3.6. RNA interference therapy
RNA interference
(RNAi) is a naturally occurring post- transcriptional mechanism whereby small
interfering RNAs (siRNA) inhibit gene expression by binding to messenger RNA and promoting its degradation. siRNAs
can be used to silence virtually any gene, showing great potential as a cancer therapy33. A variety of therapeutic siRNA-based drugs to treat cancer have been developed and are being
clinically evaluated34. However, the development of an efficient platform to successfully deliver siRNA inside cancer cells is a challenge
that must be overcome. A
recent preclinical study explored the use of receptor-targeted nanocomplexes
(RTNs) to efficiently deliver siRNAs to neuroblastoma cells. RTNs are nanoparticles formed by integrin-targeting peptides and
lipids that encapsulate the siRNA. The study showed that RTN formulations can
achieve specific tumor-targeting, with minimal clearance
by the liver and the
effective delivery of siRNAs to promote gene silencing and tumor retraction35.
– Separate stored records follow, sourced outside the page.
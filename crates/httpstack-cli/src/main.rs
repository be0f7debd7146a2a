// Copyright 2019-2026 Maravilla Labs, operated by SOLUTAS GmbH, Switzerland
// SPDX-License-Identifier: Apache-2.0
// SPDX-License-Identifier: MIT

use clap::{Parser, Subcommand};
use httpstack_cli::commands;
use std::path::PathBuf;
use tracing_subscriber::EnvFilter;

#[derive(Parser)]
#[command(name = "httpstack")]
#[command(author = "Maravilla Labs")]
#[command(version)]
#[command(about = "Before/after routing and DOM view composition for server-rendered sites", long_about = None)]
struct Cli {
    /// Log level: error, warn, info, debug, trace
    #[arg(long, global = true, default_value = "warn")]
    log_level: String,

    /// Project root
    #[arg(long, global = true, default_value = ".")]
    root: PathBuf,

    #[command(subcommand)]
    command: Commands,
}

#[derive(Subcommand)]
enum Commands {
    /// Dispatch one request and print the response body
    Render {
        /// Request path, optionally with a query string
        path: String,
        /// HTTP method
        #[arg(short, long, default_value = "GET")]
        method: String,
    },
    /// List registered routes
    Routes,
    /// Serve the project over HTTP
    Serve {
        /// Port to run the server on (default: from app.toml)
        #[arg(short, long)]
        port: Option<u16>,
        /// Host to bind to (default: from app.toml)
        #[arg(long)]
        host: Option<String>,
    },
}

#[tokio::main]
async fn main() -> anyhow::Result<()> {
    let cli = Cli::parse();

    // Initialize tracing with the specified log level
    let filter = EnvFilter::try_new(&cli.log_level)
        .unwrap_or_else(|_| EnvFilter::new("warn"));

    tracing_subscriber::fmt()
        .with_env_filter(filter)
        .init();

    match cli.command {
        Commands::Render { path, method } => {
            commands::render::run(&cli.root, &method, &path)
        }
        Commands::Routes => {
            commands::routes::run(&cli.root)
        }
        Commands::Serve { port, host } => {
            commands::serve::run(&cli.root, host, port).await
        }
    }
}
4. Novel Drug Combinations
Combining
anticancer drugs or therapies can improve treatment outcomes, minimize off-target effects and reduce the emergence of drug resistance36. Several of the latest cancer drug
combination “breakthroughs” involve the use of ICI drugs. For example, reports from an early-stage clinical trial
reveal that treating bladder cancer patients with two ICI drugs (ipilimumab, an
anti-CTLA-4 mAb and nivolumab, an anti- PD-1
mAb) prior to surgical treatment can improve rates of long-term remission37. ICI can also be combined with other type of drugs. For example, a recent
preclinical study showed that a microparticle-based cancer vaccine was able to
partially remove tumors. Yet, due to the natural downregulation of the immune
response, the tumors gradually returned 30 days after vaccination. However,
tumor remission increased significantly when the vaccine was combined with an
ICI (anti-CTLA-4 mAb). This drug combination could be an effective cancer
immunotherapy that should be tested in future clinical trials38. Likewise, ICIs can be combined with ADCs and
cytokines. A recent clinical trial showed that treating patients with advanced
non-small cell lung cancer with nivolumab (anti-PD1
mAB) plus TIL therapy resulted
in promising anti-tumor activity, with 11 out of 16 patients experiencing tumor
regression39. Cytokines, such as IL-12, can stimulate the immune system
to fight tumors. However, they are highly toxic when administered systemically. In a new preclinical study, scientists found that attaching IL-12 to aluminum hydroxide
enables direct delivery to tumor cells. Moreover, intratumoral IL-12 injection
combined with nivolumab promoted anti-tumor activity in 50 to 90% of treated mice40. Small-molecule combinations can also be effective. A recent preclinical study
explored different small-molecule combinations to treat cutaneous T-cell
lymphoma (CTCL). The
results highlighted the synergistic potential of combining ruxolitinib (a protein kinase
inhibitor) with other small-molecule
anticancer drugs, such as BCL2, histone deacetylase (HDAC), extra-terminal
domain (BET) or proteasome inhibitors. This study lays the groundwork for the
clinical assessment of these therapeutic combinations41.
5. Conclusion
Significant
advancements are being made in cancer drug discovery every year, as researchers
continue to discover novel molecular targets that fuel the development of
precision and personalized medicine. Yet, cancer drug research remains a
remarkably challenging field
and therapeutic innovations do not always
achieve expected clinical results. Novel drug modalities have several advantages over traditional
therapies, but frequently lack satisfactory effectiveness. In this scenario, the combination of
different therapies has proved to be a worthwhile approach and will likely become more widely adopted in clinical practice in the future.